Bloomberg, another regular critic of solar, also made a half-hearted attempt to draw false analogies between the SunEdison debacle, fossils and the rest of the renewable industry. Bloomberg’s Liam Denning writes: “SunEdison’s bankruptcy should give everyone in the renewables business at least a moment of pause, though. As in the mining business — and, for that matter, the oil business and pipelines business — SunEdison’s mission creep, governance failure, and sheer recklessness exemplify what can happen when cheap capital hooks up with a can’t-lose story. Like the old energy businesses it seeks to replace, the renewables industry has to sharpen its pencils and convince the market all over again.” On the surface, this seems to be a reasonable conclusion, but earlier in the piece he makes the argument that: like all such models, it lives and dies by its assumptions. And one in particular looks very suspect: That customers will, at the end of their 20-year contract, sign up for another decade at 90 percent of the cost of their previous contract….To which the obvious response is: Show me a piece of technology worth 90 percent of its original value 20 years later. That’s especially so when you consider the whole notion of solar power displacing traditional energy rests squarely on the idea that the technology keeps getting better and cheaper.”

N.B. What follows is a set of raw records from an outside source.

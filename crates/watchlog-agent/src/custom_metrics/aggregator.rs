// Copyright 2023-Present Datadog, Inc. https://www.datadoghq.com/
// SPDX-License-Identifier: Apache-2.0

use std::collections::HashMap;
use std::fmt;
use std::str::FromStr;

use serde::{Deserialize, Serialize};
use tracing::debug;

/// Maximum number of distinct metric names held between two flushes.
pub const MAX_METRICS: usize = 1000;

#[derive(Debug, Clone, Copy, PartialEq, Eq, Serialize, Deserialize)]
#[serde(rename_all = "lowercase")]
pub enum MetricKind {
    Increment,
    Decrement,
    Distribution,
    Gauge,
    Percentage,
    Systembyte,
}

impl MetricKind {
    /// Numeric type code understood by the collector.
    pub fn code(self) -> u8 {
        match self {
            MetricKind::Increment | MetricKind::Decrement => 1,
            MetricKind::Distribution => 2,
            MetricKind::Gauge => 3,
            MetricKind::Percentage => 4,
            MetricKind::Systembyte => 5,
        }
    }

    pub fn as_str(self) -> &'static str {
        match self {
            MetricKind::Increment => "increment",
            MetricKind::Decrement => "decrement",
            MetricKind::Distribution => "distribution",
            MetricKind::Gauge => "gauge",
            MetricKind::Percentage => "percentage",
            MetricKind::Systembyte => "systembyte",
        }
    }
}

impl fmt::Display for MetricKind {
    fn fmt(&self, f: &mut fmt::Formatter<'_>) -> fmt::Result {
        f.write_str(self.as_str())
    }
}

impl FromStr for MetricKind {
    type Err = UnknownMetricKind;

    fn from_str(s: &str) -> Result<Self, Self::Err> {
        match s {
            "increment" => Ok(MetricKind::Increment),
            "decrement" => Ok(MetricKind::Decrement),
            "distribution" => Ok(MetricKind::Distribution),
            "gauge" => Ok(MetricKind::Gauge),
            "percentage" => Ok(MetricKind::Percentage),
            "systembyte" => Ok(MetricKind::Systembyte),
            other => Err(UnknownMetricKind(other.to_string())),
        }
    }
}

#[derive(Debug, Clone, PartialEq, Eq, thiserror::Error)]
#[error("unknown metric method '{0}'")]
pub struct UnknownMetricKind(pub String);

#[derive(Debug, Clone, PartialEq, Serialize)]
#[serde(rename_all = "camelCase")]
pub struct CustomMetricRecord {
    pub metric: String,
    pub count: u64,
    pub sum: f64,
    pub min: f64,
    pub max: f64,
    pub last: f64,
    pub avg: f64,
    pub metric_type: MetricKind,
    #[serde(rename = "metric_type")]
    pub metric_type_code: u8,
}

impl CustomMetricRecord {
    fn seed(metric: String, kind: MetricKind, value: f64) -> Self {
        Self {
            metric,
            count: 1,
            sum: value,
            min: value,
            max: value,
            last: value,
            avg: value,
            metric_type: kind,
            metric_type_code: kind.code(),
        }
    }

    fn accumulate(&mut self, value: f64) {
        self.count += 1;
        self.sum += value;
        self.min = self.min.min(value);
        self.max = self.max.max(value);
        self.last = value;
        self.avg = self.sum / self.count as f64;
    }

    fn overwrite(&mut self, value: f64) {
        self.count += 1;
        self.sum = value;
        self.min = value;
        self.max = value;
        self.last = value;
        self.avg = value;
    }
}

#[derive(Debug, Clone, Copy, PartialEq, Eq)]
pub enum RecordOutcome {
    Created,
    Updated,
    /// Zero, missing or non-finite value, or a percentage outside `[0, 100]`.
    InvalidValue,
    /// A new name arrived while the table is full.
    Overflow,
}

/// Rolling per-name aggregation, emptied by every flush.
#[derive(Debug)]
pub struct Aggregator {
    records: Vec<CustomMetricRecord>,
    index: HashMap<String, usize>,
    max_metrics: usize,
}

impl Default for Aggregator {
    fn default() -> Self {
        Self::new(MAX_METRICS)
    }
}

impl Aggregator {
    pub fn new(max_metrics: usize) -> Self {
        Self {
            records: Vec::new(),
            index: HashMap::new(),
            max_metrics,
        }
    }

    pub fn record(&mut self, metric: &str, kind: MetricKind, value: f64) -> RecordOutcome {
        if metric.is_empty() || !value.is_finite() || value == 0.0 {
            return RecordOutcome::InvalidValue;
        }
        if kind == MetricKind::Percentage && !(0.0..=100.0).contains(&value) {
            return RecordOutcome::InvalidValue;
        }
        let value = if kind == MetricKind::Decrement {
            -value.abs()
        } else {
            value
        };

        if let Some(&position) = self.index.get(metric) {
            let record = &mut self.records[position];
            match kind {
                MetricKind::Distribution => record.overwrite(value),
                _ => record.accumulate(value),
            }
            return RecordOutcome::Updated;
        }

        if self.records.len() >= self.max_metrics {
            debug!("CUSTOM_METRICS | Table full, ignoring new metric '{metric}'");
            return RecordOutcome::Overflow;
        }
        self.index.insert(metric.to_string(), self.records.len());
        self.records
            .push(CustomMetricRecord::seed(metric.to_string(), kind, value));
        RecordOutcome::Created
    }

    pub fn len(&self) -> usize {
        self.records.len()
    }

    pub fn is_empty(&self) -> bool {
        self.records.is_empty()
    }

    pub fn get(&self, metric: &str) -> Option<&CustomMetricRecord> {
        self.index.get(metric).map(|&position| &self.records[position])
    }

    /// Takes every record in arrival order and leaves the table empty.
    pub fn consume(&mut self) -> Vec<CustomMetricRecord> {
        self.index.clear();
        std::mem::take(&mut self.records)
    }
}

#[cfg(test)]
mod tests {
    use super::*;

    #[test]
    fn increment_accumulates() {
        let mut aggregator = Aggregator::default();
        assert_eq!(
            aggregator.record("orders", MetricKind::Increment, 2.0),
            RecordOutcome::Created
        );
        assert_eq!(
            aggregator.record("orders", MetricKind::Increment, 6.0),
            RecordOutcome::Updated
        );
        let record = aggregator.get("orders").unwrap();
        assert_eq!(record.count, 2);
        assert_eq!(record.sum, 8.0);
        assert_eq!(record.min, 2.0);
        assert_eq!(record.max, 6.0);
        assert_eq!(record.last, 6.0);
        assert_eq!(record.avg, 4.0);
        assert_eq!(record.metric_type_code, 1);
    }

    #[test]
    fn gauge_and_percentage_accumulate() {
        let mut aggregator = Aggregator::default();
        aggregator.record("load", MetricKind::Gauge, 3.0);
        aggregator.record("load", MetricKind::Gauge, 1.0);
        let record = aggregator.get("load").unwrap();
        assert_eq!((record.sum, record.min, record.max), (4.0, 1.0, 3.0));

        aggregator.record("cpu", MetricKind::Percentage, 40.0);
        aggregator.record("cpu", MetricKind::Percentage, 60.0);
        let record = aggregator.get("cpu").unwrap();
        assert_eq!((record.sum, record.avg), (100.0, 50.0));
        assert_eq!(record.metric_type_code, 4);
    }

    #[test]
    fn decrement_forces_negative() {
        let mut aggregator = Aggregator::default();
        aggregator.record("stock", MetricKind::Decrement, 5.0);
        aggregator.record("stock", MetricKind::Decrement, -3.0);
        let record = aggregator.get("stock").unwrap();
        assert_eq!(record.sum, -8.0);
        assert_eq!(record.min, -5.0);
        assert_eq!(record.max, -3.0);
    }

    #[test]
    fn distribution_overwrites() {
        let mut aggregator = Aggregator::default();
        aggregator.record("latency", MetricKind::Distribution, 100.0);
        aggregator.record("latency", MetricKind::Distribution, 20.0);
        let record = aggregator.get("latency").unwrap();
        assert_eq!(record.count, 2);
        assert_eq!(record.sum, 20.0);
        assert_eq!(record.min, 20.0);
        assert_eq!(record.max, 20.0);
        assert_eq!(record.last, 20.0);
        assert_eq!(record.avg, 20.0);
        assert_eq!(record.metric_type_code, 2);
    }

    #[test]
    fn invalid_values_are_ignored() {
        let mut aggregator = Aggregator::default();
        assert_eq!(
            aggregator.record("a", MetricKind::Increment, 0.0),
            RecordOutcome::InvalidValue
        );
        assert_eq!(
            aggregator.record("a", MetricKind::Increment, f64::NAN),
            RecordOutcome::InvalidValue
        );
        assert_eq!(
            aggregator.record("a", MetricKind::Percentage, 101.0),
            RecordOutcome::InvalidValue
        );
        assert_eq!(
            aggregator.record("", MetricKind::Gauge, 1.0),
            RecordOutcome::InvalidValue
        );
        assert!(aggregator.is_empty());
    }

    #[test]
    fn cap_rejects_new_names_until_flush() {
        let mut aggregator = Aggregator::default();
        for i in 0..MAX_METRICS {
            assert_eq!(
                aggregator.record(&format!("m{i}"), MetricKind::Increment, 1.0),
                RecordOutcome::Created
            );
        }
        assert_eq!(
            aggregator.record("one-too-many", MetricKind::Increment, 1.0),
            RecordOutcome::Overflow
        );
        assert_eq!(aggregator.len(), MAX_METRICS);
        // existing names still update
        assert_eq!(
            aggregator.record("m0", MetricKind::Increment, 1.0),
            RecordOutcome::Updated
        );

        let flushed = aggregator.consume();
        assert_eq!(flushed.len(), MAX_METRICS);
        assert_eq!(flushed[0].metric, "m0");
        assert!(aggregator.is_empty());
        assert_eq!(
            aggregator.record("one-too-many", MetricKind::Increment, 1.0),
            RecordOutcome::Created
        );
    }

    #[test]
    fn record_serializes_both_type_fields() {
        let mut aggregator = Aggregator::default();
        aggregator.record("bytes", MetricKind::Systembyte, 512.0);
        let json = serde_json::to_value(aggregator.consume()).unwrap();
        assert_eq!(json[0]["metricType"], "systembyte");
        assert_eq!(json[0]["metric_type"], 5);
        assert_eq!(json[0]["count"], 1);
    }

    #[test]
    fn parses_methods() {
        assert_eq!("gauge".parse::<MetricKind>(), Ok(MetricKind::Gauge));
        assert!("histogram".parse::<MetricKind>().is_err());
    }
}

Yes Liam, the generation technology WILL continue to get cheaper. BUT NOT THE ENERGY IT PRODUCES. In 20 years, sadly, we will still be getting the majority of our electricity from traditional sources, and that power is going to continue to get more and more expensive.

00-sunedison-logo-whiteFortune’s headline reportsHow SunEdison’s Bankruptcy is Hurting India’s Solar Market”, while the Business Standard’s headline reads “Why SunEdison’s exit won’t hurt India’s solar sector:Its exit is unlikely to impact the market too much as there are other American and Chinese players waiting to step into the gap.” Wait, What?

Meanwhile, other media outlets, even those that have reveled in their attempts to paint solar as an industry that will never flourish without government subsidies, have not even bothered to draw inferences about the solar industry based on SunEdison’s face-plant.  Forbes, whose writers can be pretty savage in their criticism of solar, ran a very good, factual piece on the machinations that lead to the collapse. Their conclusion is that “It was financial maneuvering that turned SunEdison into a hedge fund darling, but that also led to its failure.”

Luckily, most news sources are more like Forbes on this story.  The simple fact is, it was SunEdison’s foray into the financial sector that sunk it. That says a whole lot about our toxic banking system, but almost nothing about the solar industry. It’s sad though, when liberal stalwarts at Public Radio are behind Forbes and the Wall Street Journal in their analysis of the renewable energy industry.